(Saved data entries)
▼

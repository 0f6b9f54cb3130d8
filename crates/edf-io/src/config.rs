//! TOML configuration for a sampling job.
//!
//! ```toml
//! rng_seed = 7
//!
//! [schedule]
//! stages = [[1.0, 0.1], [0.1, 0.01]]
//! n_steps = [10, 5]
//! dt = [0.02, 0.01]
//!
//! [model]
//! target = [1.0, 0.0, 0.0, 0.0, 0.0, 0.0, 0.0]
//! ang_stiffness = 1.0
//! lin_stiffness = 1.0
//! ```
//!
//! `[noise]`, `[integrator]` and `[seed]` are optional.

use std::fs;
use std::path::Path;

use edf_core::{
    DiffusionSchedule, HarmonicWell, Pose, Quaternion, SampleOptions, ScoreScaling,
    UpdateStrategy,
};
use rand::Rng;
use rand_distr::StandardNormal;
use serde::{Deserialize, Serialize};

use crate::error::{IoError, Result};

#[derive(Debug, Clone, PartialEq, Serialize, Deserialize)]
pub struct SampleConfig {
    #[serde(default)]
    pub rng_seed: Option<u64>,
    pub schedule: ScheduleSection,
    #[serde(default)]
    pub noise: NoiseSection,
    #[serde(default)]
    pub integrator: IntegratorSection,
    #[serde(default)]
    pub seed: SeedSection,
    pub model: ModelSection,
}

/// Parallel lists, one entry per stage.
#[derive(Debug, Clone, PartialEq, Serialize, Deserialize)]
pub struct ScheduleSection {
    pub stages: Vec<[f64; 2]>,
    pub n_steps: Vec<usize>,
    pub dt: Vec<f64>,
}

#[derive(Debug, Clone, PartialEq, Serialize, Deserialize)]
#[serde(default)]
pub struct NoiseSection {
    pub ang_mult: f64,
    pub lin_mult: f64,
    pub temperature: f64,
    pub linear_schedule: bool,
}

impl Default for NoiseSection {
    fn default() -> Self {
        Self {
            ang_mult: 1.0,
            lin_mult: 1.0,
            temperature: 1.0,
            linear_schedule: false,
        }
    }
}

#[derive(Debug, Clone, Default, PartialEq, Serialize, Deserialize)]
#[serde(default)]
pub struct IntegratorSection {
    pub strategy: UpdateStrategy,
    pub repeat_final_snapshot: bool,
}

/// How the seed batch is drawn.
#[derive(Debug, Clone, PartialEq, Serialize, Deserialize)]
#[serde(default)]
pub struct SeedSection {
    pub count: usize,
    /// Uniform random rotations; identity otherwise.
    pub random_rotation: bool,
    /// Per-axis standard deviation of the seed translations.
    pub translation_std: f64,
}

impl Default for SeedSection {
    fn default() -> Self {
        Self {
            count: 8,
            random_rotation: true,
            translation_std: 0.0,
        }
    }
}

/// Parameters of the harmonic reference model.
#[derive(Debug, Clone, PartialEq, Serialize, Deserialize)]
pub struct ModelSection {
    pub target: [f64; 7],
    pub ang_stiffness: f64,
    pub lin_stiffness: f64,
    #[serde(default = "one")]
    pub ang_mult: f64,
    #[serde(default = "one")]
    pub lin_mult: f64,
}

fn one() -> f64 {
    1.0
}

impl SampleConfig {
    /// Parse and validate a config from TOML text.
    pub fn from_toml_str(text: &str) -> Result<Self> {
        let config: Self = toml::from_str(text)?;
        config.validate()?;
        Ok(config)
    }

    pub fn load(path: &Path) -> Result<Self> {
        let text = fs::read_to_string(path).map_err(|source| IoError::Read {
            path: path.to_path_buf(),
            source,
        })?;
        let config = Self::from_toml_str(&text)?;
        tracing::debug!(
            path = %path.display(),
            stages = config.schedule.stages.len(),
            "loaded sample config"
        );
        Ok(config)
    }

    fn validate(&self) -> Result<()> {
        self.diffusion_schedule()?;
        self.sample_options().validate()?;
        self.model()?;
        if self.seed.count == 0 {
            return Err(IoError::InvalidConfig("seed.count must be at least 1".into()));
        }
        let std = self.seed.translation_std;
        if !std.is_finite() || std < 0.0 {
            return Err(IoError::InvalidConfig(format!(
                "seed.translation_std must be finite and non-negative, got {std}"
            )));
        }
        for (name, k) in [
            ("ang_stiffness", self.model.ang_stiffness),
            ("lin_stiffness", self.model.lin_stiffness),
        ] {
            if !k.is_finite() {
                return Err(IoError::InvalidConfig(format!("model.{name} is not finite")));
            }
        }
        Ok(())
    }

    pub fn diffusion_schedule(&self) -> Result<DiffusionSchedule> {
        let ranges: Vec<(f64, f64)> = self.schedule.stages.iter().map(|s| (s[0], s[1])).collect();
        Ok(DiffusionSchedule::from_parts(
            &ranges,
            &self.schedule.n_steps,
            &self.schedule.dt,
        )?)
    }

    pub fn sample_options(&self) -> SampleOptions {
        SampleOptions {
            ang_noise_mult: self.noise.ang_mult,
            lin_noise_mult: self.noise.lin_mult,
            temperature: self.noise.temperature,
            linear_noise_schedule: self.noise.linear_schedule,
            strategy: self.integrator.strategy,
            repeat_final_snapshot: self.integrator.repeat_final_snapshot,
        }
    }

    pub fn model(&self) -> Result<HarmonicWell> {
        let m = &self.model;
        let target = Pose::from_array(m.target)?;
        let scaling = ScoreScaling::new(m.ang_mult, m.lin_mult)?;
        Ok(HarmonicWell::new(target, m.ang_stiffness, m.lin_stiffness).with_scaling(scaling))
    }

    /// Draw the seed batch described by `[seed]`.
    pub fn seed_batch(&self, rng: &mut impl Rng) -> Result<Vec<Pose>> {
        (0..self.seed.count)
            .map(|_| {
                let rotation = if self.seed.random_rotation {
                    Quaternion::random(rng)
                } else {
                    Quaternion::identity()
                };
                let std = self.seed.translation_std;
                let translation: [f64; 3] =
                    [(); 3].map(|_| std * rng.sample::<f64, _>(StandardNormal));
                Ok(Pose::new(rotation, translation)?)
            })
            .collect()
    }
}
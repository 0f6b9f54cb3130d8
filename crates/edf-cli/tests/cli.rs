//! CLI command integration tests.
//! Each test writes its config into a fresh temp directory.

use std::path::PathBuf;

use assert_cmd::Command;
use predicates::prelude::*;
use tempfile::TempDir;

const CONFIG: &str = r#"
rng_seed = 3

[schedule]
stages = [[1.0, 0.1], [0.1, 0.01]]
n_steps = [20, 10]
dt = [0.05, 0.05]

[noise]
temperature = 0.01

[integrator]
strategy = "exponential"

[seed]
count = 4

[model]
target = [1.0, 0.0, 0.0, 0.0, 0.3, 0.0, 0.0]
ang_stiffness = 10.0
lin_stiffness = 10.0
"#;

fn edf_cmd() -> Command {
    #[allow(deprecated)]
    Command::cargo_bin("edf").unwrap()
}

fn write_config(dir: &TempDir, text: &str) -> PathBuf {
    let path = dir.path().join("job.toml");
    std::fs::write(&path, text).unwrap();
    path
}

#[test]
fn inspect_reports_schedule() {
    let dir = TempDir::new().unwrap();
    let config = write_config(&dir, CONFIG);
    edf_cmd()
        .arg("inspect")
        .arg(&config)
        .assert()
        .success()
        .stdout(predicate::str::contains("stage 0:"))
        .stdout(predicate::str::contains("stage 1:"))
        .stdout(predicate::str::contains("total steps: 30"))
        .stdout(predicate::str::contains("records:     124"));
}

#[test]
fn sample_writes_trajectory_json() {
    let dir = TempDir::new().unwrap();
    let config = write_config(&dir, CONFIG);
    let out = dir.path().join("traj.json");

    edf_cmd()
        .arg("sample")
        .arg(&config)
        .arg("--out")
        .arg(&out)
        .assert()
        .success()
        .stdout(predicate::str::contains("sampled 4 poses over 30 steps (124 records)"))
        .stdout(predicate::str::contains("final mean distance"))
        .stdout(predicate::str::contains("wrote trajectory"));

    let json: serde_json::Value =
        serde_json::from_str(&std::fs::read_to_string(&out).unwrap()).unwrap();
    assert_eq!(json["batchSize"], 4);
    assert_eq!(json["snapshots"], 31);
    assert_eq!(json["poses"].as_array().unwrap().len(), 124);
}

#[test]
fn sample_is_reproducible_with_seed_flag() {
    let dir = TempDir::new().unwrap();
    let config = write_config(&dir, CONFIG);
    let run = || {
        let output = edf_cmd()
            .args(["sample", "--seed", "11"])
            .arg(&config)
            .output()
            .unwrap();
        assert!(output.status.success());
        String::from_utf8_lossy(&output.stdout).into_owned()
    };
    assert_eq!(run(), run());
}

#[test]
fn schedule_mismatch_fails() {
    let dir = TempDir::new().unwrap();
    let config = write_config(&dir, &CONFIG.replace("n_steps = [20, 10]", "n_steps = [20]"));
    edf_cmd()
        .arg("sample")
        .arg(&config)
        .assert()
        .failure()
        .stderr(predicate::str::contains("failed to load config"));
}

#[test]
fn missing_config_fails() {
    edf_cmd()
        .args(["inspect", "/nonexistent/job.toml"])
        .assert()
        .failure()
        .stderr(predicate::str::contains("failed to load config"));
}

▲

- EXERCISE DESCRIPTION -
Could you find each line in the entries that contains the string "poses" and copy it?

- EXPECTED OUTPUT -
        .stdout(predicate::str::contains("sampled 4 poses over 30 steps (124 records)"))
    assert_eq!(json["poses"].as_array().unwrap().len(), 124);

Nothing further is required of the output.